>>>
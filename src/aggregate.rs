use std::collections::{BTreeMap, HashMap};
use std::time::Instant;

use chrono::NaiveDate;
use tracing::info;

use crate::error::{RaceError, RaceResult};
use crate::record::Record;

/// Running totals per category through one calendar date.
#[derive(Debug, Clone, PartialEq, Eq)]
pub struct DateBucket {
    pub date: NaiveDate,
    pub counts: BTreeMap<String, u64>,
}

/// Per-day counts, dates in first-seen order.
#[derive(Debug, Default)]
struct DailyCounts {
    buckets: Vec<DateBucket>,
    index: HashMap<NaiveDate, usize>,
}

impl DailyCounts {
    fn add(mut self, date: NaiveDate, category: &str) -> Self {
        let slot = match self.index.get(&date) {
            Some(&slot) => slot,
            None => {
                self.index.insert(date, self.buckets.len());
                self.buckets.push(DateBucket {
                    date,
                    counts: BTreeMap::new(),
                });
                self.buckets.len() - 1
            }
        };
        *self.buckets[slot]
            .counts
            .entry(category.to_string())
            .or_insert(0) += 1;
        self
    }
}

/// Convert records into cumulative per-date, per-category counts.
///
/// Records are expected in ascending timestamp order and are not re-sorted; dates keep the order
/// in which they are first seen. Every bucket inherits all totals of the bucket before it, so a
/// category stays present with its frozen total after its last record.
pub fn aggregate(records: &[Record]) -> RaceResult<Vec<DateBucket>> {
    let start_time = Instant::now();

    let daily = records
        .iter()
        .enumerate()
        .try_fold(DailyCounts::default(), |acc, (index, record)| {
            let date = record.date(index)?;
            Ok::<_, RaceError>(acc.add(date, &record.category))
        })?;

    let buckets: Vec<DateBucket> = daily
        .buckets
        .into_iter()
        .scan(BTreeMap::<String, u64>::new(), |running, day| {
            for (category, count) in day.counts {
                *running.entry(category).or_insert(0) += count;
            }
            Some(DateBucket {
                date: day.date,
                counts: running.clone(),
            })
        })
        .collect();

    info!(
        action = "complete",
        component = "aggregation",
        record_count = records.len(),
        date_count = buckets.len(),
        duration_ms = start_time.elapsed().as_millis(),
        "Running totals computed"
    );

    Ok(buckets)
}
<<<
§ EXERCISE GOAL: Read the entries and select each line where the word "self" is found.

§ REPLY:
    fn add(mut self, date: NaiveDate, category: &str) -> Self {
        let slot = match self.index.get(&date) {
                self.index.insert(date, self.buckets.len());
                self.buckets.push(DateBucket {
                self.buckets.len() - 1
        *self.buckets[slot]
        self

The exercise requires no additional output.